Kimberly was embarrassed to tears by her financially struggling parents, and ended up violating the university’s honor code. Leighton couldn’t come to terms with her sexuality, and ruined an otherwise promising relationship. Whitney had an affair with her soccer coach and suffered the consequences, and Bela gave all the dudes on the comedy paper hand jobs so she’d stand out as a writer, to disastrous results. Oops.
The second season of The Sex Lives of College Girls picks up at the start of Essex’s second trimester. The choice to make the fictional university run on a non-traditional trimester system feels off, as so much happened in the first season, crammed into a scant few calendar months. Apparently, the plotlines are as intense as the academics on this campus, and the consequences of everyone’s recent actions reverberate through the dorm.
Leighton is proudly out now, and revels in her status as the hottest lesbian on campus, though in her fervor to explore her sexy options, she wildly misunderstands the workings of her newly claimed community. Whitney’s disastrous soccer season has shaken her confidence and left her unsure about her future and her judgement. Bela gains momentum in her quest to create an all-female comedy magazine, while delighting in a variety of hookups. Meanwhile, Kimberly continues to hide her escalating financial woes from her family.
Perhaps the setup for The Sex Lives of College Girls sounds uncannily akin to HBO’s Girls. Both feature a female foursome, of-the-minute music and fashion, and never shy away from farcical sexcapades. The heroines are well-educated, privileged, and their problems are real but never dire. However, Girls focused on whiny, white, post-secondary educational malaise, while Sex Lives features a diverse group of young women baby-stepping into the world, Frankly, The Sex Lives of College Girls is flat-out, breezy fun in a way its soul-sister predecessor never was.
Sure, Kimberly is a doofus, but Chalamet revels in her naivete, and it’s hard not to root for her. Leighton is the billionth poor little rich girl we’ve seen, but Rapp infuses her with the perfect amount of softness. Whitney transforms from a typical jock into a lost, but always hopeful, soul in Scott’s assured hands. And in a show packed with solid performances, Kaur’s Bela manages to be the series standout, as a bright-eyed, sex-positive idealist with an unending case of the zoomies.

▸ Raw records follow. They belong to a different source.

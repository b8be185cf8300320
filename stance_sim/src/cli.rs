// stance_sim/src/cli.rs

use clap::Parser;
use std::path::PathBuf;

/// Stance: headless evaluation of the floating-base state estimator.
///
/// Generates ground-truth biped motion, synthesizes noisy sensors, runs the
/// estimator every control tick and reports RMS estimation errors.
#[derive(Parser, Debug, Clone)]
#[command(author, version, about, long_about = None)]
pub struct Cli {
    /// The path to the scenario TOML file to run.
    #[arg(short, long, default_value = "assets/scenarios/default.toml")]
    pub scenario: PathBuf,

    /// Overrides the scenario duration, in seconds.
    #[arg(short, long)]
    pub duration: Option<f64>,

    /// Overrides the noise seed.
    #[arg(long)]
    pub seed: Option<u64>,

    /// Print the resolved scenario as TOML and exit.
    #[arg(long, default_value_t = false)]
    pub print_config: bool,
}
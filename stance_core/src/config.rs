// stance_core/src/config.rs

//! Serde-deserializable estimator configuration.

use nalgebra::{Isometry3, Matrix3, Translation3, UnitQuaternion, Vector3};
use serde::{Deserialize, Serialize};

use crate::error::ConfigError;
use crate::utils::matrix::is_positive_definite3;

// =========================================================================
// == Noise ==
// =========================================================================

/// A validated 3x3 noise covariance: finite, symmetric and positive definite.
#[derive(Debug, Clone, Copy, PartialEq)]
pub struct NoiseCovariance(Matrix3<f64>);

impl NoiseCovariance {
    /// Validates a dense covariance. `name` is only used in the error.
    pub fn new(name: &str, covariance: Matrix3<f64>) -> Result<Self, ConfigError> {
        if !is_positive_definite3(&covariance) {
            return Err(ConfigError::NoiseNotPositiveDefinite {
                name: name.to_string(),
            });
        }
        Ok(Self(covariance))
    }

    /// Isotropic noise with standard deviation `std_dev` on every axis.
    pub fn from_std_dev(name: &str, std_dev: f64) -> Result<Self, ConfigError> {
        Self::from_std_devs(name, [std_dev; 3])
    }

    /// Diagonal noise from per-axis standard deviations.
    pub fn from_std_devs(name: &str, std_devs: [f64; 3]) -> Result<Self, ConfigError> {
        let variances = Vector3::from(std_devs).map(|s| s * s);
        Self::new(name, Matrix3::from_diagonal(&variances))
    }

    pub fn matrix(&self) -> &Matrix3<f64> {
        &self.0
    }
}

/// Noise as written in configuration files.
///
/// ```toml
/// noise = 0.01                       # isotropic standard deviation
/// noise = [0.01, 0.01, 0.02]         # per-axis standard deviations
/// noise = [[1e-4, 0, 0], [0, 1e-4, 0], [0, 0, 4e-4]]  # full covariance
/// ```
#[derive(Debug, Clone, Copy, PartialEq, Serialize, Deserialize)]
#[serde(untagged)]
pub enum NoiseSpec {
    StdDev(f64),
    StdDevs([f64; 3]),
    /// Row-major covariance matrix.
    Covariance([[f64; 3]; 3]),
}

impl NoiseSpec {
    pub fn to_covariance(&self, name: &str) -> Result<NoiseCovariance, ConfigError> {
        match self {
            NoiseSpec::StdDev(s) => NoiseCovariance::from_std_dev(name, *s),
            NoiseSpec::StdDevs(s) => NoiseCovariance::from_std_devs(name, *s),
            NoiseSpec::Covariance(rows) => {
                let flat: Vec<f64> = rows.iter().flatten().copied().collect();
                NoiseCovariance::new(name, Matrix3::from_row_slice(&flat))
            }
        }
    }
}

// =========================================================================
// == Estimator Parameters ==
// =========================================================================

#[derive(Debug, Clone, PartialEq, Serialize, Deserialize)]
#[serde(deny_unknown_fields, default)]
pub struct EstimatorParameters {
    /// Control period in seconds.
    pub control_dt: f64,
    /// Body whose pose the filter estimates directly. Defaults to the root.
    pub estimation_body: Option<String>,
    /// Drives both the angular velocity and angular acceleration blocks.
    pub angular_acceleration_noise: NoiseSpec,
    /// Drives both the CoM velocity and CoM acceleration blocks.
    pub com_acceleration_noise: NoiseSpec,
    /// Steady-state Riccati iterations run before the first tick.
    pub riccati_iterations: usize,
    /// Scale applied to the steady-state covariance before first use.
    pub covariance_inflation: f64,
}

impl Default for EstimatorParameters {
    fn default() -> Self {
        Self {
            control_dt: 0.005,
            estimation_body: None,
            angular_acceleration_noise: NoiseSpec::StdDev(1.0),
            com_acceleration_noise: NoiseSpec::StdDev(1.0),
            riccati_iterations: 50,
            covariance_inflation: 100.0,
        }
    }
}

impl EstimatorParameters {
    pub fn validate(&self) -> Result<(), ConfigError> {
        if !(self.control_dt.is_finite() && self.control_dt > 0.0) {
            return Err(ConfigError::InvalidParameter {
                name: "control_dt",
                reason: format!("must be positive, got {}", self.control_dt),
            });
        }
        if self.riccati_iterations == 0 {
            return Err(ConfigError::InvalidParameter {
                name: "riccati_iterations",
                reason: "must be at least 1".to_string(),
            });
        }
        if !(self.covariance_inflation.is_finite() && self.covariance_inflation >= 1.0) {
            return Err(ConfigError::InvalidParameter {
                name: "covariance_inflation",
                reason: format!("must be >= 1, got {}", self.covariance_inflation),
            });
        }
        Ok(())
    }
}

// =========================================================================
// == Sensors ==
// =========================================================================

fn default_gravity() -> f64 {
    9.81
}

/// Every configured sensor. `kind = "..."` selects the variant.
#[derive(Debug, Clone, PartialEq, Serialize, Deserialize)]
#[serde(tag = "kind")]
#[serde(rename_all = "PascalCase")]
pub enum SensorConfiguration {
    Orientation(OrientationSensorConfiguration),
    AngularVelocity(AngularVelocitySensorConfiguration),
    LinearAcceleration(LinearAccelerationSensorConfiguration),
    PointVelocity(PointSensorConfiguration),
    PointPosition(PointSensorConfiguration),
}

impl SensorConfiguration {
    pub fn name(&self) -> &str {
        match self {
            SensorConfiguration::Orientation(c) => &c.name,
            SensorConfiguration::AngularVelocity(c) => &c.name,
            SensorConfiguration::LinearAcceleration(c) => &c.name,
            SensorConfiguration::PointVelocity(c) | SensorConfiguration::PointPosition(c) => &c.name,
        }
    }

    pub fn kind_str(&self) -> &'static str {
        match self {
            SensorConfiguration::Orientation(_) => "Orientation",
            SensorConfiguration::AngularVelocity(_) => "AngularVelocity",
            SensorConfiguration::LinearAcceleration(_) => "LinearAcceleration",
            SensorConfiguration::PointVelocity(_) => "PointVelocity",
            SensorConfiguration::PointPosition(_) => "PointPosition",
        }
    }
}

#[derive(Debug, Clone, PartialEq, Serialize, Deserialize)]
#[serde(deny_unknown_fields)]
pub struct OrientationSensorConfiguration {
    pub name: String,
    /// Name of the body the sensor is rigidly attached to.
    pub body: String,
    /// Measurement frame relative to the body frame.
    #[serde(default)]
    pub mounting: Pose,
    pub noise: NoiseSpec,
}

#[derive(Debug, Clone, PartialEq, Serialize, Deserialize)]
#[serde(deny_unknown_fields)]
pub struct AngularVelocitySensorConfiguration {
    pub name: String,
    pub body: String,
    #[serde(default)]
    pub mounting: Pose,
    pub noise: NoiseSpec,
    /// When present, a bias block with this random-walk noise is estimated.
    #[serde(default)]
    pub bias_noise: Option<NoiseSpec>,
}

#[derive(Debug, Clone, PartialEq, Serialize, Deserialize)]
#[serde(deny_unknown_fields)]
pub struct LinearAccelerationSensorConfiguration {
    pub name: String,
    pub body: String,
    #[serde(default)]
    pub mounting: Pose,
    pub noise: NoiseSpec,
    #[serde(default)]
    pub bias_noise: Option<NoiseSpec>,
    /// Magnitude of gravity along world +z; must be non-negative.
    #[serde(default = "default_gravity")]
    pub gravity_z: f64,
}

/// Point sensors carry their body and point with every sample.
#[derive(Debug, Clone, PartialEq, Serialize, Deserialize)]
#[serde(deny_unknown_fields)]
pub struct PointSensorConfiguration {
    pub name: String,
    pub noise: NoiseSpec,
}

// =========================================================================
// == Helper Structs for Nested Configuration ==
// =========================================================================

/// A rigid transform written as a translation plus roll/pitch/yaw in degrees.
#[derive(Debug, Clone, Copy, PartialEq, Default, Serialize, Deserialize)]
#[serde(deny_unknown_fields)]
pub struct Pose {
    #[serde(with = "serde_helpers::vec3_from_array", default)]
    pub translation: Vector3<f64>,
    #[serde(with = "serde_helpers::quat_from_euler_deg", default)]
    pub rotation: UnitQuaternion<f64>,
}

impl Pose {
    pub fn to_isometry(&self) -> Isometry3<f64> {
        Isometry3::from_parts(Translation3::from(self.translation), self.rotation)
    }
}

pub mod serde_helpers {
    pub mod vec3_from_array {
        use nalgebra::Vector3;
        use serde::{Deserialize, Deserializer, Serializer};

        pub fn serialize<S>(vec: &Vector3<f64>, serializer: S) -> Result<S::Ok, S::Error>
        where
            S: Serializer,
        {
            serializer.collect_seq([vec.x, vec.y, vec.z].iter())
        }

        pub fn deserialize<'de, D>(deserializer: D) -> Result<Vector3<f64>, D::Error>
        where
            D: Deserializer<'de>,
        {
            let arr: [f64; 3] = Deserialize::deserialize(deserializer)?;
            Ok(Vector3::from(arr))
        }
    }

    pub mod quat_from_euler_deg {
        use nalgebra::UnitQuaternion;
        use serde::{Deserialize, Deserializer, Serializer};

        pub fn serialize<S>(quat: &UnitQuaternion<f64>, serializer: S) -> Result<S::Ok, S::Error>
        where
            S: Serializer,
        {
            let (roll, pitch, yaw) = quat.euler_angles();
            let arr = [roll.to_degrees(), pitch.to_degrees(), yaw.to_degrees()];
            serializer.collect_seq(arr.iter())
        }

        pub fn deserialize<'de, D>(deserializer: D) -> Result<UnitQuaternion<f64>, D::Error>
        where
            D: Deserializer<'de>,
        {
            let arr: [f64; 3] = Deserialize::deserialize(deserializer)?;
            Ok(UnitQuaternion::from_euler_angles(
                arr[0].to_radians(), // Roll
                arr[1].to_radians(), // Pitch
                arr[2].to_radians(), // Yaw
            ))
        }
    }
}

The Sex Lives of College Girls is an entirely unironic, free-spirited, fizzy soda pop of a show, featuring women who enjoy each other, have HBOMax-style sex with a string of hotties, and are solidly on the road to self-love and personal fulfillment. It’s modern, it’s sleek, and, most importantly, it’s funny. If only we all could score like these ladies do, what a world it would be.